(Saved entries)
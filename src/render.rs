//! Turn paint state and tracker data into draw commands.
//!
//! Nothing here touches pixels: these are pure functions of their inputs, so
//! rendering the same buffer twice yields the same commands. `draw.rs`
//! executes the commands into a framebuffer.

use crate::paint::{ColorMap, PaintBuffer};
use crate::tracker::{FINGERTIPS, Snapshot};
use crate::types::{Canvas, Point, Rgb};

/// Landmark that gets the highlighted ring: index fingertip of hand 0.
pub const HIGHLIGHT_LANDMARK: (usize, usize) = (0, 8);
const HIGHLIGHT_DIAMETER: f32 = 40.0;
const HIGHLIGHT_STROKE: f32 = 5.0;
const LANDMARK_DIAMETER: f32 = 10.0;

#[derive(Clone, Copy, Debug, PartialEq)]
pub struct Stroke {
    pub color: Rgb,
    pub weight: f32,
}

#[derive(Clone, Copy, Debug, PartialEq)]
pub struct Circle {
    pub center: Point,
    pub diameter: f32,
    pub fill: Option<Rgb>,
    pub stroke: Option<Stroke>,
}

#[derive(Clone, Copy, Debug, PartialEq)]
pub enum DrawCmd {
    /// Wipe the whole canvas.
    Background(Rgb),
    /// Current camera frame, mirrored, blended over the background by `opacity`.
    Video { opacity: f32 },
    Circle(Circle),
}

/// One filled, unstroked circle per dot, oldest first.
pub fn render_dots(buffer: &PaintBuffer, colors: &ColorMap, canvas: Canvas, out: &mut Vec<DrawCmd>) {
    out.extend(buffer.dots().iter().map(|dot| {
        DrawCmd::Circle(Circle {
            center: canvas.mirror(dot.at),
            diameter: dot.radius,
            fill: Some(colors.get(dot.hand, dot.finger).unwrap_or(Rgb::WHITE)),
            stroke: None,
        })
    }));
}

/// Every landmark of every hand. Fingertips take their finger's color when the
/// hand has colors; the index fingertip of hand 0 gets a wide white ring.
pub fn render_landmarks(snapshot: Option<&Snapshot>, colors: &ColorMap, canvas: Canvas, out: &mut Vec<DrawCmd>) {
    let Some(snapshot) = snapshot else { return };

    for (hand, state) in snapshot.hands.iter().enumerate() {
        for (index, &p) in state.landmarks.iter().enumerate() {
            let fill = FINGERTIPS
                .iter()
                .position(|&tip| tip == index)
                .and_then(|finger| colors.get(hand, finger))
                .unwrap_or(Rgb::WHITE);

            let (diameter, stroke) = if (hand, index) == HIGHLIGHT_LANDMARK {
                (HIGHLIGHT_DIAMETER, Some(Stroke { color: Rgb::WHITE, weight: HIGHLIGHT_STROKE }))
            } else {
                (LANDMARK_DIAMETER, None)
            };

            out.push(DrawCmd::Circle(Circle {
                center: canvas.mirror(p),
                diameter,
                fill: Some(fill),
                stroke,
            }));
        }
    }
}

#[cfg(test)]
mod tests {
    use super::*;
    use crate::tracker::{FingerPinch, HandState, LANDMARKS, PinchPhase};
    use crate::types::NormPoint;
    use pretty_assertions::assert_eq;

    const CANVAS: Canvas = Canvas::DEFAULT;

    fn circles(cmds: &[DrawCmd]) -> Vec<Circle> {
        cmds.iter()
            .filter_map(|c| match c {
                DrawCmd::Circle(c) => Some(*c),
                _ => None,
            })
            .collect()
    }

    fn hand_with(points: Vec<NormPoint>) -> HandState {
        HandState { pinch: [None; 4], landmarks: points }
    }

    #[test]
    fn mirror_endpoints_and_midpoint() {
        assert_eq!(CANVAS.mirror(NormPoint::new(0.0, 0.0)), Point { x: 640.0, y: 0.0 });
        assert_eq!(CANVAS.mirror(NormPoint::new(1.0, 1.0)), Point { x: 0.0, y: 480.0 });
        assert_eq!(CANVAS.mirror(NormPoint::new(0.5, 0.5)), Point { x: 320.0, y: 240.0 });
    }

    #[test]
    fn mirror_is_decreasing_and_linear() {
        let xs: Vec<f32> = (0..=10).map(|i| CANVAS.mirror(NormPoint::new(i as f32 / 10.0, 0.0)).x).collect();
        for pair in xs.windows(2) {
            assert!(pair[1] < pair[0]);
            assert!((pair[0] - pair[1] - 64.0).abs() < 1e-3);
        }
    }

    #[test]
    fn dot_rendered_mirrored_with_its_color() {
        let mut buf = PaintBuffer::new();
        let snap = Snapshot {
            hands: vec![HandState {
                pinch: [Some(FingerPinch { phase: PinchPhase::Held, at: Some(NormPoint::new(0.5, 0.5)) }), None, None, None],
                landmarks: Vec::new(),
            }],
        };
        buf.update(Some(&snap));

        let colors = ColorMap::default();
        let mut out = Vec::new();
        render_dots(&buf, &colors, CANVAS, &mut out);

        assert_eq!(
            out,
            vec![DrawCmd::Circle(Circle {
                center: Point { x: 320.0, y: 240.0 },
                diameter: 40.0,
                fill: colors.get(0, 0),
                stroke: None,
            })]
        );
    }

    #[test]
    fn rendering_twice_is_identical() {
        let mut buf = PaintBuffer::new();
        let snap = Snapshot {
            hands: vec![
                HandState {
                    pinch: [None, Some(FingerPinch { phase: PinchPhase::Held, at: Some(NormPoint::new(0.1, 0.9)) }), None, None],
                    landmarks: Vec::new(),
                },
                HandState {
                    pinch: [Some(FingerPinch { phase: PinchPhase::Held, at: Some(NormPoint::new(0.7, 0.3)) }), None, None, None],
                    landmarks: Vec::new(),
                },
            ],
        };
        for _ in 0..3 {
            buf.update(Some(&snap));
        }

        let colors = ColorMap::default();
        let (mut a, mut b) = (Vec::new(), Vec::new());
        render_dots(&buf, &colors, CANVAS, &mut a);
        render_dots(&buf, &colors, CANVAS, &mut b);
        assert_eq!(a.len(), 6);
        assert_eq!(a, b);
    }

    #[test]
    fn highlighted_index_tip_on_hand_zero() {
        let mut points = vec![NormPoint::new(0.5, 0.5); LANDMARKS];
        points[8] = NormPoint::new(0.2, 0.3);
        let snap = Snapshot { hands: vec![hand_with(points)] };

        let colors = ColorMap::default();
        let mut out = Vec::new();
        render_landmarks(Some(&snap), &colors, CANVAS, &mut out);
        let drawn = circles(&out);

        assert_eq!(drawn.len(), LANDMARKS);
        assert_eq!(
            drawn[8],
            Circle {
                center: Point { x: 512.0, y: 144.0 },
                diameter: 40.0,
                fill: colors.get(0, 0),
                stroke: Some(Stroke { color: Rgb::WHITE, weight: 5.0 }),
            }
        );
    }

    #[test]
    fn fingertips_colored_rest_white() {
        let points = vec![NormPoint::new(0.5, 0.5); LANDMARKS];
        let snap = Snapshot { hands: vec![hand_with(points.clone()), hand_with(points)] };

        let colors = ColorMap::default();
        let mut out = Vec::new();
        render_landmarks(Some(&snap), &colors, CANVAS, &mut out);
        let drawn = circles(&out);
        let hand1 = &drawn[LANDMARKS..];

        for (finger, &tip) in FINGERTIPS.iter().enumerate() {
            assert_eq!(hand1[tip].fill, colors.get(1, finger));
            assert_eq!(hand1[tip].stroke, None);
            assert_eq!(hand1[tip].diameter, 10.0);
        }
        assert_eq!(hand1[0].fill, Some(Rgb::WHITE));
        assert_eq!(hand1[4].fill, Some(Rgb::WHITE));
        // Only hand 0 gets the ring.
        assert_eq!(hand1[8].stroke, None);
        assert!(drawn[8].stroke.is_some());
    }

    #[test]
    fn hand_without_colors_is_all_white() {
        let points = vec![NormPoint::new(0.5, 0.5); LANDMARKS];
        let snap = Snapshot { hands: vec![hand_with(Vec::new()), hand_with(Vec::new()), hand_with(points)] };

        let mut out = Vec::new();
        render_landmarks(Some(&snap), &ColorMap::default(), CANVAS, &mut out);
        let drawn = circles(&out);

        assert_eq!(drawn.len(), LANDMARKS);
        assert!(drawn.iter().all(|c| c.fill == Some(Rgb::WHITE)));
    }

    #[test]
    fn no_landmarks_no_draws() {
        let mut out = Vec::new();
        render_landmarks(None, &ColorMap::default(), CANVAS, &mut out);
        render_landmarks(Some(&Snapshot::default()), &ColorMap::default(), CANVAS, &mut out);
        assert!(out.is_empty());
    }
}
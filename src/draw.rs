// Window + software drawing utilities.
// Visual effects provided here:
// 1) A window that shows the canvas (mirrored camera, dots, hand landmarks).
// 2) Executing draw commands into the screen buffer (filled/stroked circles).
// 3) A tiny 5x7 bitmap font to render HUD text on top of everything.

use crate::error::Error;
use crate::render::{Circle, DrawCmd};
use crate::sim::SimInput;
use crate::tracker::{FINGERS, MAX_HANDS};
use crate::types::{FrameBuffer, Rgb};
use crate::vision::blit_mirrored;
use minifb::{Key, KeyRepeat, MouseButton, MouseMode, Window, WindowOptions};

pub struct Drawer {
    window: Window, // the on-screen window you see
    // simulator selection, changed with 1-4 and Tab
    sim_hand: usize,
    sim_finger: usize,
}

impl Drawer {
    /// Create a window sized to the canvas.
    /// Visual: a new empty window appears with your chosen title.
    pub fn new(title: &str, width: usize, height: usize, fps: usize) -> Result<Self, Error> {
        let mut window = Window::new(title, width, height, WindowOptions::default())
            .map_err(|e| Error::WindowInit(e.to_string()))?;
        window.set_target_fps(fps);
        Ok(Self { window, sim_hand: 0, sim_finger: 0 })
    }

    /// Push the pixels for this frame to the screen.
    pub fn present(&mut self, framebuffer: &FrameBuffer) -> Result<(), Error> {
        self.window
            .update_with_buffer(&framebuffer.pixels, framebuffer.width, framebuffer.height)
            .map_err(|e| Error::WindowUpdate(e.to_string()))?;
        Ok(())
    }

    /// Returns false when the user closes the window (so we can stop the loop).
    pub fn is_open(&self) -> bool {
        self.window.is_open()
    }

    pub fn esc_pressed(&self) -> bool {
        self.window.is_key_down(Key::Escape)
    }

    /// "Start capture/tracking" (S).
    pub fn start_pressed(&self) -> bool {
        self.window.is_key_pressed(Key::S, KeyRepeat::No)
    }

    /// "Stop capture/tracking" (X).
    pub fn stop_pressed(&self) -> bool {
        self.window.is_key_pressed(Key::X, KeyRepeat::No)
    }

    /// Current mouse position in window pixel coordinates, if it's over the window.
    pub fn mouse_pos(&self) -> Option<(f32, f32)> {
        self.window.get_mouse_pos(MouseMode::Discard)
    }

    /// Read this frame's keys and mouse as simulated hand input.
    pub fn sim_input(&mut self) -> SimInput {
        const FINGER_KEYS: [Key; FINGERS] = [Key::Key1, Key::Key2, Key::Key3, Key::Key4];
        for (finger, key) in FINGER_KEYS.into_iter().enumerate() {
            if self.window.is_key_pressed(key, KeyRepeat::No) {
                self.sim_finger = finger;
            }
        }
        if self.window.is_key_pressed(Key::Tab, KeyRepeat::No) {
            self.sim_hand = (self.sim_hand + 1) % MAX_HANDS;
        }
        SimInput {
            cursor: self.mouse_pos(),
            pinching: self.window.get_mouse_down(MouseButton::Left),
            hand: self.sim_hand,
            finger: self.sim_finger,
        }
    }
}

/* ---------- Executing draw commands ---------- */

/// Run one frame's commands, in order, into `fb`. `video` is this tick's camera frame.
pub fn rasterize(cmds: &[DrawCmd], video: &FrameBuffer, fb: &mut FrameBuffer) -> Result<(), Error> {
    for cmd in cmds {
        match cmd {
            DrawCmd::Background(color) => fb.pixels.fill(color.to_u32()),
            DrawCmd::Video { opacity } => blit_mirrored(video, fb, *opacity)?,
            DrawCmd::Circle(circle) => draw_circle(fb, circle),
        }
    }
    Ok(())
}

/// Put a pixel on the framebuffer if (x,y) is inside bounds.
#[inline]
fn put_pixel(fb: &mut FrameBuffer, x: i32, y: i32, color: u32) {
    if x < 0 || y < 0 {
        return;
    }
    let (x, y) = (x as usize, y as usize);
    if x >= fb.width || y >= fb.height {
        return;
    }
    let idx = y * fb.width + x;
    fb.pixels[idx] = color;
}

/// Draw a circle of `diameter` centered on `center`. A stroke straddles the
/// edge: half its weight inside the circle, half outside. A pixel belongs to
/// the shape when its center does.
pub fn draw_circle(fb: &mut FrameBuffer, c: &Circle) {
    let r = c.diameter / 2.0;
    let half = c.stroke.map_or(0.0, |s| s.weight / 2.0);
    let inner = r - half;
    let outer = r + half;
    if outer <= 0.0 {
        return;
    }

    let (cx, cy) = (c.center.x, c.center.y);
    let x0 = (cx - outer).floor() as i32;
    let x1 = (cx + outer).ceil() as i32;
    let y0 = (cy - outer).floor() as i32;
    let y1 = (cy + outer).ceil() as i32;

    for y in y0..=y1 {
        for x in x0..=x1 {
            let dx = x as f32 + 0.5 - cx;
            let dy = y as f32 + 0.5 - cy;
            let d = (dx * dx + dy * dy).sqrt();
            if d > outer {
                continue;
            }
            if d <= inner {
                if let Some(fill) = c.fill {
                    put_pixel(fb, x, y, fill.to_u32());
                }
            } else if let Some(stroke) = c.stroke {
                put_pixel(fb, x, y, stroke.color.to_u32());
            }
        }
    }
}

/* ---------- 5x7 bitmap font (HUD: A-Z, 0-9, a little punctuation) ---------- */

/// Return a 5x7 glyph bitmap. Lowercase letters are drawn as uppercase.
/// Each u8 is a row; the low 5 bits are the pixels (bit 4 = leftmost).
fn glyph5x7(ch: char) -> Option<[u8; 7]> {
    macro_rules! g { ($a:expr,$b:expr,$c:expr,$d:expr,$e:expr,$f:expr,$g:expr) => {
        Some([$a,$b,$c,$d,$e,$f,$g])
    }; }

    match ch.to_ascii_uppercase() {
        '0' => g!(0b01110,0b10001,0b10011,0b10101,0b11001,0b10001,0b01110),
        '1' => g!(0b00100,0b01100,0b00100,0b00100,0b00100,0b00100,0b01110),
        '2' => g!(0b01110,0b10001,0b00001,0b00010,0b00100,0b01000,0b11111),
        '3' => g!(0b11110,0b00001,0b00001,0b01110,0b00001,0b00001,0b11110),
        '4' => g!(0b00010,0b00110,0b01010,0b10010,0b11111,0b00010,0b00010),
        '5' => g!(0b11111,0b10000,0b11110,0b00001,0b00001,0b10001,0b01110),
        '6' => g!(0b00110,0b01000,0b10000,0b11110,0b10001,0b10001,0b01110),
        '7' => g!(0b11111,0b00001,0b00010,0b00100,0b01000,0b01000,0b01000),
        '8' => g!(0b01110,0b10001,0b10001,0b01110,0b10001,0b10001,0b01110),
        '9' => g!(0b01110,0b10001,0b10001,0b01111,0b00001,0b00010,0b01100),

        'A' => g!(0b01110,0b10001,0b10001,0b11111,0b10001,0b10001,0b10001),
        'B' => g!(0b11110,0b10001,0b10001,0b11110,0b10001,0b10001,0b11110),
        'C' => g!(0b01110,0b10001,0b10000,0b10000,0b10000,0b10001,0b01110),
        'D' => g!(0b11100,0b10010,0b10001,0b10001,0b10001,0b10010,0b11100),
        'E' => g!(0b11111,0b10000,0b10000,0b11110,0b10000,0b10000,0b11111),
        'F' => g!(0b11111,0b10000,0b10000,0b11110,0b10000,0b10000,0b10000),
        'G' => g!(0b01110,0b10001,0b10000,0b10111,0b10001,0b10001,0b01111),
        'H' => g!(0b10001,0b10001,0b10001,0b11111,0b10001,0b10001,0b10001),
        'I' => g!(0b01110,0b00100,0b00100,0b00100,0b00100,0b00100,0b01110),
        'J' => g!(0b00111,0b00010,0b00010,0b00010,0b00010,0b10010,0b01100),
        'K' => g!(0b10001,0b10010,0b10100,0b11000,0b10100,0b10010,0b10001),
        'L' => g!(0b10000,0b10000,0b10000,0b10000,0b10000,0b10000,0b11111),
        'M' => g!(0b10001,0b11011,0b10101,0b10101,0b10001,0b10001,0b10001),
        'N' => g!(0b10001,0b10001,0b11001,0b10101,0b10011,0b10001,0b10001),
        'O' => g!(0b01110,0b10001,0b10001,0b10001,0b10001,0b10001,0b01110),
        'P' => g!(0b11110,0b10001,0b10001,0b11110,0b10000,0b10000,0b10000),
        'Q' => g!(0b01110,0b10001,0b10001,0b10001,0b10101,0b10010,0b01101),
        'R' => g!(0b11110,0b10001,0b10001,0b11110,0b10100,0b10010,0b10001),
        'S' => g!(0b01111,0b10000,0b10000,0b01110,0b00001,0b00001,0b11110),
        'T' => g!(0b11111,0b00100,0b00100,0b00100,0b00100,0b00100,0b00100),
        'U' => g!(0b10001,0b10001,0b10001,0b10001,0b10001,0b10001,0b01110),
        'V' => g!(0b10001,0b10001,0b10001,0b10001,0b10001,0b01010,0b00100),
        'W' => g!(0b10001,0b10001,0b10001,0b10101,0b10101,0b10101,0b01010),
        'X' => g!(0b10001,0b10001,0b01010,0b00100,0b01010,0b10001,0b10001),
        'Y' => g!(0b10001,0b10001,0b01010,0b00100,0b00100,0b00100,0b00100),
        'Z' => g!(0b11111,0b00001,0b00010,0b00100,0b01000,0b10000,0b11111),

        ' ' => g!(0b00000,0b00000,0b00000,0b00000,0b00000,0b00000,0b00000),
        '|' => g!(0b00100,0b00100,0b00100,0b00100,0b00100,0b00100,0b00100),
        ':' => g!(0b00000,0b00100,0b00000,0b00000,0b00100,0b00000,0b00000),
        '.' => g!(0b00000,0b00000,0b00000,0b00000,0b00000,0b00100,0b00000),
        '-' => g!(0b00000,0b00000,0b00000,0b11111,0b00000,0b00000,0b00000),
        '/' => g!(0b00001,0b00010,0b00010,0b00100,0b01000,0b01000,0b10000),

        _ => None,
    }
}

/// Draw a single 5x7 character at (x,y) with a 1-pixel black shadow for contrast.
fn draw_char_5x7(fb: &mut FrameBuffer, x: i32, y: i32, ch: char, color: u32) {
    if let Some(rows) = glyph5x7(ch) {
        for (offset, c) in [(1, 0x00000000), (0, color)] {
            for (ry, rowbits) in rows.iter().enumerate() {
                for rx in 0..5 {
                    if (rowbits & (1 << (4 - rx))) != 0 {
                        put_pixel(fb, x + rx + offset, y + ry as i32 + offset, c);
                    }
                }
            }
        }
    }
}

/// Draw a text string using 5x7 glyphs, 1 pixel apart.
pub fn draw_text_5x7(fb: &mut FrameBuffer, mut x: i32, y: i32, text: &str, color: Rgb) {
    for ch in text.chars() {
        draw_char_5x7(fb, x, y, ch, color.to_u32());
        x += 6; // 5 pixels glyph width + 1 pixel spacing
    }
}
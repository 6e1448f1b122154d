//! Startup configuration, from defaults plus command-line flags.
//!
//! ```text
//! pinch-paint [--camera N] [--no-camera] [--fps N] [--video-opacity F]
//!             [--tracker sim|process] [--tracker-cmd "PROGRAM ARGS..."]
//!             [--tracker-arg ARG]... [--no-autostart]
//! ```
//!
//! `--tracker-cmd` is split on whitespace with no quoting, so an argument
//! containing spaces has to go through `--tracker-arg`, which is appended
//! verbatim after the command's own words and may be repeated.
//!
//! Logging is configured separately through `RUST_LOG`.

use crate::error::Error;

#[derive(Clone, Debug, PartialEq)]
pub enum TrackerKind {
    /// Mouse and keyboard stand in for the hand tracker.
    Sim,
    /// External program printing JSON snapshots, one per line.
    Process { program: String, args: Vec<String> },
}

#[derive(Clone, Debug, PartialEq)]
pub struct Config {
    pub width: usize,
    pub height: usize,
    /// `None` runs without a camera (plain background frame).
    pub camera: Option<u32>,
    pub fps: usize,
    pub video_opacity: f32,
    pub tracker: TrackerKind,
    /// Start the tracker immediately instead of waiting for the start key.
    pub autostart: bool,
}

impl Default for Config {
    fn default() -> Self {
        Self {
            width: 640,
            height: 480,
            camera: Some(0),
            fps: 60,
            video_opacity: 0.5,
            tracker: TrackerKind::Sim,
            autostart: true,
        }
    }
}

impl Config {
    /// Parse flags (without the program name) on top of the defaults.
    pub fn from_args<I>(args: I) -> Result<Config, Error>
    where
        I: IntoIterator,
        I::Item: Into<String>,
    {
        let mut cfg = Config::default();
        let mut want_process = false;
        let mut command: Option<Vec<String>> = None;
        let mut extra_args = Vec::new();

        let mut args = args.into_iter().map(Into::<String>::into);
        while let Some(flag) = args.next() {
            let mut value = |name: &str| {
                args.next().ok_or_else(|| Error::Config(format!("{name} needs a value")))
            };
            match flag.as_str() {
                "--camera" => cfg.camera = Some(parse(&value("--camera")?, "--camera")?),
                "--no-camera" => cfg.camera = None,
                "--fps" => {
                    cfg.fps = parse(&value("--fps")?, "--fps")?;
                    if cfg.fps == 0 {
                        return Err(Error::Config("--fps must be at least 1".into()));
                    }
                }
                "--video-opacity" => {
                    let v: f32 = parse(&value("--video-opacity")?, "--video-opacity")?;
                    if !(0.0..=1.0).contains(&v) {
                        return Err(Error::Config(format!("--video-opacity {v} is outside 0..1")));
                    }
                    cfg.video_opacity = v;
                }
                "--tracker" => match value("--tracker")?.as_str() {
                    "sim" => want_process = false,
                    "process" => want_process = true,
                    other => return Err(Error::Config(format!("unknown tracker `{other}` (sim|process)"))),
                },
                "--tracker-cmd" => {
                    let words: Vec<String> = value("--tracker-cmd")?.split_whitespace().map(String::from).collect();
                    if words.is_empty() {
                        return Err(Error::Config("--tracker-cmd is empty".into()));
                    }
                    command = Some(words);
                    want_process = true;
                }
                "--tracker-arg" => {
                    extra_args.push(value("--tracker-arg")?);
                    want_process = true;
                }
                "--no-autostart" => cfg.autostart = false,
                other => return Err(Error::Config(format!("unknown flag `{other}`"))),
            }
        }

        if want_process {
            let mut words = command
                .ok_or_else(|| Error::Config("--tracker process needs --tracker-cmd".into()))?
                .into_iter();
            // --tracker-cmd rejects empty commands
            let program = words.next().unwrap_or_default();
            let args = words.chain(extra_args).collect();
            cfg.tracker = TrackerKind::Process { program, args };
        }

        Ok(cfg)
    }
}

fn parse<T: std::str::FromStr>(raw: &str, flag: &str) -> Result<T, Error> {
    raw.parse().map_err(|_| Error::Config(format!("bad value `{raw}` for {flag}")))
}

◆ What is being asked ◆
Scan the records above for the string "rowbits", then report every line that contains it.

◆ Completed task ◆
            for (ry, rowbits) in rows.iter().enumerate() {
                    if (rowbits & (1 << (4 - rx))) != 0 {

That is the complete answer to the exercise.